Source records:

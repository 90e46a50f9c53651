//! Block list line syntax.

/// One parsed list line. Domains are lowercase without a trailing dot.
#[derive(Debug, Clone, PartialEq, Eq)]
pub enum ListEntry {
    /// `ads.com`, `0.0.0.0 ads.com`: that exact name
    Exact(String),
    /// `*.ads.com`: every subdomain of ads.com, not ads.com itself
    Wildcard(String),
    /// `||ads.com^`: ads.com and every subdomain
    Domain(String),
}

/// Parse one line from a block or allow list.
///
/// Supported formats:
/// - `# comment`, `! comment` or blank -> None
/// - `0.0.0.0 domain`, `127.0.0.1 domain`, `:: domain` -> Exact
/// - `*.domain` -> Wildcard
/// - `||domain^` -> Domain
/// - `domain` -> Exact (single token containing a dot)
pub fn parse_list_line(line: &str) -> Option<ListEntry> {
    let line = line.trim();

    if line.is_empty() || line.starts_with('#') || line.starts_with('!') {
        return None;
    }

    if let Some(rest) = line.strip_prefix("||") {
        let domain = rest.split(|c: char| c == '^' || c == '$').next().unwrap_or_default();
        return clean_domain(domain).map(ListEntry::Domain);
    }

    if let Some(rest) = line.strip_prefix("*.") {
        return clean_domain(rest).map(ListEntry::Wildcard);
    }

    let parts: Vec<&str> = line.split_whitespace().collect();

    // hosts file format: "addr domain [comment...]"
    if parts.len() >= 2 {
        let is_hosts_addr = matches!(parts[0], "0.0.0.0" | "127.0.0.1" | "::" | "::1");
        if !is_hosts_addr {
            return None;
        }
        if matches!(
            parts[1],
            "localhost" | "0.0.0.0" | "broadcasthost" | "ip6-localhost" | "ip6-loopback"
        ) {
            return None;
        }
        return clean_domain(parts[1]).map(ListEntry::Exact);
    }

    clean_domain(parts[0]).map(ListEntry::Exact)
}

pub fn parse_list_text(text: &str) -> Vec<ListEntry> {
    text.lines().filter_map(parse_list_line).collect()
}

/// Lowercase, drop a trailing dot, require at least one inner dot.
fn clean_domain(raw: &str) -> Option<String> {
    let domain = raw.trim().trim_end_matches('.').to_ascii_lowercase();
    if domain.is_empty() || !domain.contains('.') || domain.starts_with('.') {
        return None;
    }
    if domain
        .chars()
        .any(|c| !(c.is_ascii_alphanumeric() || c == '-' || c == '.' || c == '_'))
    {
        return None;
    }
    Some(domain)
}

▸ **The problem**
Your task is to transcribe all of the entries word for word.

▸ **Response box**
repository 90e46a50f9c53651
//! Block list line syntax.

/// One parsed list line. Domains are lowercase without a trailing dot.
#[derive(Debug, Clone, PartialEq, Eq)]
pub enum ListEntry {
    /// `ads.com`, `0.0.0.0 ads.com`: that exact name
    Exact(String),
    /// `*.ads.com`: every subdomain of ads.com, not ads.com itself
    Wildcard(String),
    /// `||ads.com^`: ads.com and every subdomain
    Domain(String),
}

/// Parse one line from a block or allow list.
///
/// Supported formats:
/// - `# comment`, `! comment` or blank -> None
/// - `0.0.0.0 domain`, `127.0.0.1 domain`, `:: domain` -> Exact
/// - `*.domain` -> Wildcard
/// - `||domain^` -> Domain
/// - `domain` -> Exact (single token containing a dot)
pub fn parse_list_line(line: &str) -> Option<ListEntry> {
    let line = line.trim();

    if line.is_empty() || line.starts_with('#') || line.starts_with('!') {
        return None;
    }

    if let Some(rest) = line.strip_prefix("||") {
        let domain = rest.split(|c: char| c == '^' || c == '$').next().unwrap_or_default();
        return clean_domain(domain).map(ListEntry::Domain);
    }

    if let Some(rest) = line.strip_prefix("*.") {
        return clean_domain(rest).map(ListEntry::Wildcard);
    }

    let parts: Vec<&str> = line.split_whitespace().collect();

    // hosts file format: "addr domain [comment...]"
    if parts.len() >= 2 {
        let is_hosts_addr = matches!(parts[0], "0.0.0.0" | "127.0.0.1" | "::" | "::1");
        if !is_hosts_addr {
            return None;
        }
        if matches!(
            parts[1],
            "localhost" | "0.0.0.0" | "broadcasthost" | "ip6-localhost" | "ip6-loopback"
        ) {
            return None;
        }
        return clean_domain(parts[1]).map(ListEntry::Exact);
    }

    clean_domain(parts[0]).map(ListEntry::Exact)
}

pub fn parse_list_text(text: &str) -> Vec<ListEntry> {
    text.lines().filter_map(parse_list_line).collect()
}

/// Lowercase, drop a trailing dot, require at least one inner dot.
fn clean_domain(raw: &str) -> Option<String> {
    let domain = raw.trim().trim_end_matches('.').to_ascii_lowercase();
    if domain.is_empty() || !domain.contains('.') || domain.starts_with('.') {
        return None;
    }
    if domain
        .chars()
        .any(|c| !(c.is_ascii_alphanumeric() || c == '-' || c == '.' || c == '_'))
    {
        return None;
    }
    Some(domain)
}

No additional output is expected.